**Data provided**
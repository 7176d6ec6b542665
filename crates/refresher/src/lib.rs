//! Periodic reconciliation of shard assignments against the catalog and
//! cluster membership.
#![warn(missing_docs)]
#![warn(clippy::all)]

mod error;
mod refresher;

pub use error::RefresherError;
pub use refresher::{AssignmentRefresher, PassSummary, RefresherConfig};
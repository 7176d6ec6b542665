//! Deterministic replica placement for shardmaster.
#![warn(missing_docs)]
#![warn(clippy::all)]

use std::hash::Hasher;

use shardmaster_catalog::Shard;
use shardmaster_membership::Host;
use twox_hash::XxHash64;

/// Seed for rendezvous scores. Changing it reshuffles every placement in the
/// cluster, so it is fixed for the lifetime of the deployment.
const SCORE_SEED: u64 = 0x7368_6172_646d_7374;

/// Maps a shard and a host set to an ordered replica list.
///
/// Implementations must be stateless and deterministic: the same shard and
/// host set always produce the same answer, and removing one host may only
/// change the output of shards that had that host in their replica list.
pub trait ReplicaPlacer: Send + Sync + 'static {
    /// The ordered hosts assigned to `shard`, at most the replication factor
    /// of them. Fewer hosts than the replication factor yields all hosts
    /// (under-replicated, not an error); an empty host set yields an empty
    /// list.
    fn place(&self, shard: &Shard, hosts: &[Host]) -> Vec<Host>;
}

/// Rendezvous (highest-random-weight) placement.
///
/// Every host is scored against the shard with a fixed hash; the top
/// `replication_factor` hosts by score win. No placement history is needed to
/// reproduce an assignment, and membership changes only move the shards whose
/// winning set contained the changed host.
#[derive(Clone, Copy, Debug)]
pub struct RendezvousPlacer {
    replication_factor: usize,
}

impl RendezvousPlacer {
    /// Create a placer targeting `replication_factor` replicas per shard.
    pub fn new(replication_factor: usize) -> Self {
        Self { replication_factor }
    }

    /// The configured replication factor.
    pub fn replication_factor(&self) -> usize {
        self.replication_factor
    }

    fn score(shard: &Shard, host: &Host) -> u64 {
        let mut hasher = XxHash64::with_seed(SCORE_SEED);
        for field in [shard.dataset.as_bytes(), shard.path.as_bytes(), host.name.as_bytes()] {
            // Length-delimited so field boundaries cannot alias.
            hasher.write(&(field.len() as u64).to_be_bytes());
            hasher.write(field);
        }
        hasher.write(&host.port.to_be_bytes());
        hasher.finish()
    }
}

impl ReplicaPlacer for RendezvousPlacer {
    fn place(&self, shard: &Shard, hosts: &[Host]) -> Vec<Host> {
        let mut scored: Vec<(u64, &Host)> = hosts
            .iter()
            .map(|host| (Self::score(shard, host), host))
            .collect();

        // Highest score first; identical scores fall back to host identity so
        // the order is total.
        scored.sort_by(|a, b| {
            b.0.cmp(&a.0)
                .then_with(|| a.1.name.cmp(&b.1.name))
                .then_with(|| a.1.port.cmp(&b.1.port))
        });

        scored
            .into_iter()
            .take(self.replication_factor)
            .map(|(_, host)| host.clone())
            .collect()
    }
}

#[cfg(test)]
mod tests {
    use super::*;

    fn host(name: &str) -> Host {
        Host::new(name, 9000)
    }

    fn hosts(names: &[&str]) -> Vec<Host> {
        names.iter().map(|n| host(n)).collect()
    }

    fn shard(n: usize) -> Shard {
        Shard::new("events", format!("events/shard.{n}"))
    }

    #[test]
    fn test_placement_is_deterministic() {
        let placer = RendezvousPlacer::new(3);
        let hosts = hosts(&["h1", "h2", "h3", "h4", "h5"]);

        for n in 0..50 {
            let first = placer.place(&shard(n), &hosts);
            let second = placer.place(&shard(n), &hosts);
            assert_eq!(first, second);
            assert_eq!(first.len(), 3);
        }
    }

    #[test]
    fn test_host_order_does_not_matter() {
        let placer = RendezvousPlacer::new(2);
        let forward = hosts(&["h1", "h2", "h3", "h4"]);
        let mut reversed = forward.clone();
        reversed.reverse();

        for n in 0..50 {
            assert_eq!(
                placer.place(&shard(n), &forward),
                placer.place(&shard(n), &reversed)
            );
        }
    }

    #[test]
    fn test_removing_a_host_only_moves_its_shards() {
        let placer = RendezvousPlacer::new(2);
        let all = hosts(&["h1", "h2", "h3", "h4", "h5"]);
        let removed = host("h3");
        let remaining: Vec<Host> = all.iter().filter(|h| **h != removed).cloned().collect();

        let mut moved = 0;
        for n in 0..200 {
            let shard = shard(n);
            let before = placer.place(&shard, &all);
            let after = placer.place(&shard, &remaining);

            if before.contains(&removed) {
                moved += 1;
            } else {
                assert_eq!(before, after);
            }
        }

        // Sanity: the removed host actually served some shards.
        assert!(moved > 0);
    }

    #[test]
    fn test_under_replication_returns_all_hosts() {
        let placer = RendezvousPlacer::new(3);
        let two = hosts(&["h1", "h2"]);

        let placed = placer.place(&shard(0), &two);
        assert_eq!(placed.len(), 2);
        assert!(placed.contains(&host("h1")));
        assert!(placed.contains(&host("h2")));
    }

    #[test]
    fn test_empty_host_set_returns_empty() {
        let placer = RendezvousPlacer::new(3);
        assert!(placer.place(&shard(0), &[]).is_empty());
    }

    #[test]
    fn test_placement_spreads_across_hosts() {
        let placer = RendezvousPlacer::new(1);
        let hosts = hosts(&["h1", "h2", "h3", "h4", "h5"]);

        let mut counts = std::collections::HashMap::new();
        for n in 0..200 {
            let placed = placer.place(&shard(n), &hosts);
            *counts.entry(placed[0].clone()).or_insert(0usize) += 1;
        }

        for host in &hosts {
            assert!(counts.get(host).copied().unwrap_or(0) > 0);
        }
    }
}
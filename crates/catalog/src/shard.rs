use serde::{Deserialize, Serialize};

/// A unit of a dataset's data, independently placeable and serveable.
///
/// Shards are enumerated, never created, by this crate; their lifecycle is
/// owned by the storage layer.
#[derive(Clone, Debug, Deserialize, Eq, Hash, Ord, PartialEq, PartialOrd, Serialize)]
pub struct Shard {
    /// Dataset the shard belongs to.
    pub dataset: String,
    /// Catalog-relative path identifying the shard (`dataset/shard-name`).
    pub path: String,
}

impl Shard {
    /// Create a new shard reference.
    pub fn new(dataset: impl Into<String>, path: impl Into<String>) -> Self {
        Self {
            dataset: dataset.into(),
            path: path.into(),
        }
    }
}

**Try it**
Should a line in the material contain "port", copy it.

**Your response**
        hasher.write(&host.port.to_be_bytes());
                .then_with(|| a.1.port.cmp(&b.1.port))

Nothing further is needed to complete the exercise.